Sanofi gets US FDA nod for Soliqua 100/33 to treat adults with type 2 diabetes
The US Food and Drug Administration (FDA) has approved Sanofi's once-daily Soliqua 100/33 (insulin glargine & lixisenatide injection) 100 Units/mL & 33 mcg/mL for the treatment of adults with type 2 diabetes inadequately controlled on basal insulin (less than 60 Units daily) or lixisenatide*.
Soliqua 100/33 is the combination of Lantus® (insulin glargine 100 Units/mL) and lixisenatide, a GLP-1 receptor agonist, in a once-daily injection, studied in a phase 3 programme of more than 1,900 patients. In an insulin intensification study, Soliqua100/33 showed better HbA1c (average blood sugar over time) lowering ver sus Lantus with a majority of the 736 patients (55% vs. 30%) achieving the American Diabetes Association target of less than 7% at 30 weeks. Patients treated with Soliqua 100/33 experienced similar rates of documented (less than or equal to 70 mg/dL) hypoglycemia compared to Lantus-treated patients. The most frequently reported adverse events included hypoglycemia, as well as nausea (10%), nasopharyngitis (7%), diarrhea (7%) and upper respiratory tract infection (5%).1
Soliqua 100/33 will be delivered in a single pre-filled pen for once-daily dosing covering 15 to 60 Units of insulin glargine 100 Units/mL and 5 to 20 mcg of lixisenatide using SoloStar technology, the most frequently used disposable insulin injection pen platform in the world.2 Soliqua 100/33 will be available in US retail pharmacies in January 2017.
“Sanofi continues to be a pioneer in developing diabetes therapies and in bringing forward new treatment options for the approximately 50 percent of patients whose blood sugar levels remain uncontrolled on daily basal insulin. Soliqua 100/33 is an alternate new approach that can help adults living with type 2 diabetes uncontrolled on basal insulin or lixisenatide to reach their treatment goal,” said Elias Zerhouni, M.D., president, global R&D, Sanofi.
The combination was submitted for regulatory review in a total of 10 markets, including the EU, where the Committee for Medicinal Products for Human Use (CHMP) of the European Medicines Agency (EMA) adopted a positive opinion for the marketing authorization of the product on November 11, 2016. It has not yet been approved for use by any health authority outside the US.

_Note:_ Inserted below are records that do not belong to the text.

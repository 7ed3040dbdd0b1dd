//! [`Sdk`] context wiring configuration, client, services, and wallets.

use std::sync::Arc;

use crate::chain::{ChainProvider, ProviderFactory, build_providers};
use crate::client::{Client, HttpClient};
use crate::config::Config;
use crate::error::Error;
use crate::services::{AuthService, UserService};
use crate::wallet::WalletAdapterRegistry;

/// Explicitly constructed SDK context.
///
/// Owns everything the services and provider helpers need, so nothing is
/// looked up from process-wide state.
#[derive(Debug)]
pub struct Sdk {
    config: Config,
    client: Arc<dyn Client>,
    auth: AuthService,
    users: UserService,
    wallets: WalletAdapterRegistry,
}

impl Sdk {
    /// Wire services around an existing `client`, with the default wallet
    /// registry.
    pub fn new(config: Config, client: Arc<dyn Client>) -> Self {
        Self {
            auth: AuthService::new(Arc::clone(&client)),
            users: UserService::new(Arc::clone(&client)),
            wallets: WalletAdapterRegistry::with_defaults(),
            config,
            client,
        }
    }

    /// Build an [`HttpClient`] from `config` and wire services around it.
    ///
    /// # Errors
    ///
    /// Returns an error if the HTTP client cannot be built from `config`.
    pub fn from_config(config: &Config) -> Result<Self, Error> {
        let client = HttpClient::from_config(config)?;
        tracing::info!(api_url = %client.base_url(), "sdk initialised");
        Ok(Self::new(config.clone(), Arc::new(client)))
    }

    /// Configuration the context was built with.
    #[must_use]
    pub const fn config(&self) -> &Config {
        &self.config
    }

    /// Shared request client.
    #[must_use]
    pub fn client(&self) -> Arc<dyn Client> {
        Arc::clone(&self.client)
    }

    /// Authentication service.
    #[must_use]
    pub const fn auth(&self) -> &AuthService {
        &self.auth
    }

    /// User service.
    #[must_use]
    pub const fn users(&self) -> &UserService {
        &self.users
    }

    /// Wallet adapter registry.
    #[must_use]
    pub const fn wallets(&self) -> &WalletAdapterRegistry {
        &self.wallets
    }

    /// Wallet adapter registry, for registering adapters.
    pub const fn wallets_mut(&mut self) -> &mut WalletAdapterRegistry {
        &mut self.wallets
    }

    /// [`ProviderFactory::create_provider`], with `network` defaulting to
    /// [`Config::network`].
    ///
    /// # Errors
    ///
    /// Returns [`Error::UnsupportedBlockchain`] for unknown families.
    pub fn create_provider(
        &self,
        blockchain: &str,
        network: Option<&str>,
        wallet: &str,
    ) -> Result<ChainProvider, Error> {
        let network = network.unwrap_or(&self.config.network);
        ProviderFactory::create_provider(blockchain, network, wallet)
    }

    /// Providers declared under `[chains]` in the configuration.
    #[must_use]
    pub fn configured_providers(&self) -> Vec<ChainProvider> {
        build_providers(&self.config.chains)
    }
}

#[cfg(test)]
mod tests {
    use serde_json::json;

    use super::*;
    use crate::services::testing::RecordingClient;

    #[test]
    fn debug_output_lists_services_and_client() {
        let config = Config {
            api_url: "https://api.example.com".to_owned(),
            ..Config::default()
        };
        let sdk = Sdk::new(config.clone(), Arc::new(HttpClient::from_config(&config).unwrap()));
        let debug = format!("{sdk:?}");
        assert!(debug.starts_with("Sdk"));
        assert!(debug.contains("AuthService"));
        assert!(debug.contains("HttpClient"));
        assert!(debug.contains("https://api.example.com/"));
    }

    #[tokio::test]
    async fn services_share_the_injected_client() {
        let client = Arc::new(RecordingClient::ok(json!({ "ok": true })));
        let sdk = Sdk::new(Config::default(), client.clone());

        sdk.auth().login("ada", "pw").await.unwrap();
        sdk.users().get_profile("7").await.unwrap();

        let paths: Vec<_> = client.recorded().into_iter().map(|r| r.path).collect();
        assert_eq!(paths, vec!["/auth/login", "/users/7"]);
    }

    #[test]
    fn from_config_rejects_invalid_url() {
        let config = Config {
            api_url: "::".to_owned(),
            ..Config::default()
        };
        assert!(matches!(Sdk::from_config(&config), Err(Error::Config(_))));
    }

    #[cfg(all(feature = "chain-xrpl", feature = "chain-aptos"))]
    #[test]
    fn create_provider_defaults_to_configured_network() {
        use crate::chain::ChainProviderOps;

        let config = Config {
            api_url: "http://localhost:1".to_owned(),
            network: "devnet".to_owned(),
            ..Config::default()
        };
        let sdk = Sdk::from_config(&config).unwrap();

        let provider = sdk.create_provider("APTOS", None, "").unwrap();
        assert_eq!(provider.network(), "devnet");
        let provider = sdk.create_provider("xrpl", Some("mainnet"), "xaman").unwrap();
        assert_eq!(provider.network(), "mainnet");
        assert!(sdk.create_provider("tron", None, "").is_err());
    }

    #[cfg(feature = "chain-aptos")]
    #[test]
    fn registry_is_owned_and_mutable() {
        use crate::chain::Blockchain;
        use crate::wallet::InjectedWallet;

        let mut sdk = Sdk::new(
            Config::default(),
            Arc::new(RecordingClient::ok(serde_json::Value::Null)),
        );
        sdk.wallets_mut()
            .register_adapter("Pontem", Arc::new(InjectedWallet::new("Pontem", [Blockchain::Aptos])));
        assert_eq!(sdk.wallets().get_adapter("pontem").unwrap().name(), "Pontem");
        assert!(sdk.wallets().available_wallets().ends_with(&["pontem".to_owned()]));
    }
}
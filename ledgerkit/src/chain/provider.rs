//! Chain provider types and the provider factory.

#[cfg(any(feature = "chain-xrpl", feature = "chain-aptos"))]
use std::sync::Arc;

use serde::Serialize;
use url::Url;

#[cfg(feature = "chain-aptos")]
use super::aptos::AptosProvider;
use super::config::ChainsConfig;
use super::kind::Blockchain;
#[cfg(feature = "chain-xrpl")]
use super::xrpl::XrplProvider;
use crate::error::Error;

/// Network operations common to every provider.
pub trait ChainProviderOps {
    /// Family this provider talks to.
    fn blockchain(&self) -> Blockchain;

    /// Network name or URL the provider was built with, as given.
    fn network(&self) -> &str;

    /// Resolved RPC endpoint, if the network is known or is itself a URL.
    fn rpc_url(&self) -> Option<&Url>;

    /// Wallet bound at construction, for families that take one.
    fn wallet(&self) -> Option<&str>;
}

/// Unified provider wrapping chain-family–specific implementations.
#[derive(Debug, Clone)]
pub enum ChainProvider {
    /// XRP Ledger provider.
    #[cfg(feature = "chain-xrpl")]
    Xrpl(Arc<XrplProvider>),
    /// Aptos provider.
    #[cfg(feature = "chain-aptos")]
    Aptos(Arc<AptosProvider>),
}

impl ChainProviderOps for ChainProvider {
    fn blockchain(&self) -> Blockchain {
        match self {
            #[cfg(feature = "chain-xrpl")]
            Self::Xrpl(provider) => provider.blockchain(),
            #[cfg(feature = "chain-aptos")]
            Self::Aptos(provider) => provider.blockchain(),
            #[allow(unreachable_patterns)]
            _ => unreachable!("ChainProvider variant not enabled in this build"),
        }
    }

    fn network(&self) -> &str {
        match self {
            #[cfg(feature = "chain-xrpl")]
            Self::Xrpl(provider) => provider.network(),
            #[cfg(feature = "chain-aptos")]
            Self::Aptos(provider) => provider.network(),
            #[allow(unreachable_patterns)]
            _ => unreachable!("ChainProvider variant not enabled in this build"),
        }
    }

    fn rpc_url(&self) -> Option<&Url> {
        match self {
            #[cfg(feature = "chain-xrpl")]
            Self::Xrpl(provider) => provider.rpc_url(),
            #[cfg(feature = "chain-aptos")]
            Self::Aptos(provider) => provider.rpc_url(),
            #[allow(unreachable_patterns)]
            _ => unreachable!("ChainProvider variant not enabled in this build"),
        }
    }

    fn wallet(&self) -> Option<&str> {
        match self {
            #[cfg(feature = "chain-xrpl")]
            Self::Xrpl(provider) => provider.wallet(),
            #[cfg(feature = "chain-aptos")]
            Self::Aptos(provider) => provider.wallet(),
            #[allow(unreachable_patterns)]
            _ => unreachable!("ChainProvider variant not enabled in this build"),
        }
    }
}

/// Serialisable snapshot of a provider.
#[derive(Debug, Clone, Serialize)]
pub struct ProviderInfo {
    /// Chain family.
    pub blockchain: Blockchain,
    /// Network as given at construction.
    pub network: String,
    /// Resolved endpoint, if any.
    pub rpc_url: Option<String>,
    /// Bound wallet, if any.
    pub wallet: Option<String>,
}

impl ChainProvider {
    /// Snapshot of the provider's public parameters.
    #[must_use]
    pub fn info(&self) -> ProviderInfo {
        ProviderInfo {
            blockchain: self.blockchain(),
            network: self.network().to_owned(),
            rpc_url: self.rpc_url().map(ToString::to_string),
            wallet: self.wallet().map(str::to_owned),
        }
    }
}

/// Stateless factory mapping a blockchain name to a fresh [`ChainProvider`].
#[derive(Debug, Clone, Copy, Default)]
pub struct ProviderFactory;

impl ProviderFactory {
    /// Parse `blockchain` (case-insensitive) and build its provider.
    ///
    /// XRPL providers are built from `wallet` and `network`; Aptos providers
    /// from `network` alone, so `wallet` is ignored for them.
    ///
    /// # Errors
    ///
    /// Returns [`Error::UnsupportedBlockchain`] carrying `blockchain` when it
    /// names no family enabled in this build.
    pub fn create_provider(
        blockchain: &str,
        network: &str,
        wallet: &str,
    ) -> Result<ChainProvider, Error> {
        let chain = blockchain.parse::<Blockchain>().inspect_err(|_| {
            tracing::warn!(blockchain, "unsupported blockchain requested");
        })?;
        Ok(Self::build(chain, network, wallet))
    }

    /// Build a provider for an already-parsed [`Blockchain`].
    #[must_use]
    #[allow(unused_variables, unreachable_code)]
    pub fn build(chain: Blockchain, network: &str, wallet: &str) -> ChainProvider {
        let provider = match chain {
            #[cfg(feature = "chain-xrpl")]
            Blockchain::Xrpl => ChainProvider::Xrpl(Arc::new(XrplProvider::new(wallet, network))),
            #[cfg(feature = "chain-aptos")]
            Blockchain::Aptos => ChainProvider::Aptos(Arc::new(AptosProvider::new(network))),
            #[allow(unreachable_patterns)]
            _ => unreachable!("Blockchain variant not enabled in this build"),
        };
        tracing::debug!(
            %chain,
            network,
            rpc_url = ?provider.rpc_url().map(Url::as_str),
            "chain provider created"
        );
        provider
    }
}

/// Build one provider per `[chains.<name>]` entry.
#[must_use]
pub fn build_providers(chains: &ChainsConfig) -> Vec<ChainProvider> {
    chains
        .iter()
        .map(|chain| {
            ProviderFactory::build(
                chain.blockchain,
                &chain.inner.network,
                chain.inner.wallet.as_deref().unwrap_or_default(),
            )
        })
        .collect()
}

/// Accept `network` as an endpoint when it is an absolute HTTP(S) or
/// `WebSocket` URL.
#[allow(dead_code)]
pub(crate) fn custom_endpoint(network: &str) -> Option<Url> {
    Url::parse(network)
        .ok()
        .filter(|url| matches!(url.scheme(), "http" | "https" | "ws" | "wss"))
}
//! `ledgerkit` command-line client.
//!
//! ```sh
//! ledgerkit init                         # Generate default config.toml
//! ledgerkit profile 42                   # GET /users/42
//! ledgerkit provider xrpl -n testnet -w xaman
//! ledgerkit wallets --chain aptos
//! ```

mod cmd;

use std::process::ExitCode;

use clap::Parser;
use cmd::{Cli, Commands};
use ledgerkit::Configuration;

#[tokio::main]
#[allow(clippy::print_stderr)]
async fn main() -> ExitCode {
    dotenvy::dotenv().ok();
    let cli = Cli::parse();

    #[cfg(feature = "telemetry")]
    let _telemetry = ledgerkit::telemetry::Telemetry::new()
        .with_name(env!("CARGO_PKG_NAME"))
        .with_version(env!("CARGO_PKG_VERSION"))
        .register();
    #[cfg(not(feature = "telemetry"))]
    init_logging();

    let holder = Configuration::new();
    let result = match cli.command {
        Commands::Init { output, force } => cmd::init::run(&output, force),
        Commands::Login { username, password } => {
            cmd::account::login(&cli.config, &holder, &username, &password).await
        }
        Commands::Profile { user_id } => cmd::account::profile(&cli.config, &holder, &user_id).await,
        Commands::Provider {
            blockchain,
            network,
            wallet,
        } => cmd::chain::provider(&cli.config, &blockchain, network.as_deref(), &wallet),
        Commands::Wallets { chain } => cmd::chain::wallets(chain.as_deref()),
        Commands::Chains => cmd::chain::chains(&cli.config),
    };

    match result {
        Ok(()) => ExitCode::SUCCESS,
        Err(e) => {
            eprintln!("Error: {e}");
            ExitCode::FAILURE
        }
    }
}

#[cfg(not(feature = "telemetry"))]
fn init_logging() {
    use tracing_subscriber::EnvFilter;

    tracing_subscriber::fmt()
        .with_env_filter(EnvFilter::try_from_default_env().unwrap_or_else(|_| "warn".into()))
        .with_writer(std::io::stderr)
        .init();
}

Soliqua 100/33 is an injectable prescription medicine that contains 2 diabetes medicines, insulin glargine and lixisenatide, that may improve blood sugar (glucose) control in adults with type 2 diabetes, when used with diet and exercise in people who are not controlled with long-acting (basal) insulin (less than 60 units daily) or lixisenatide.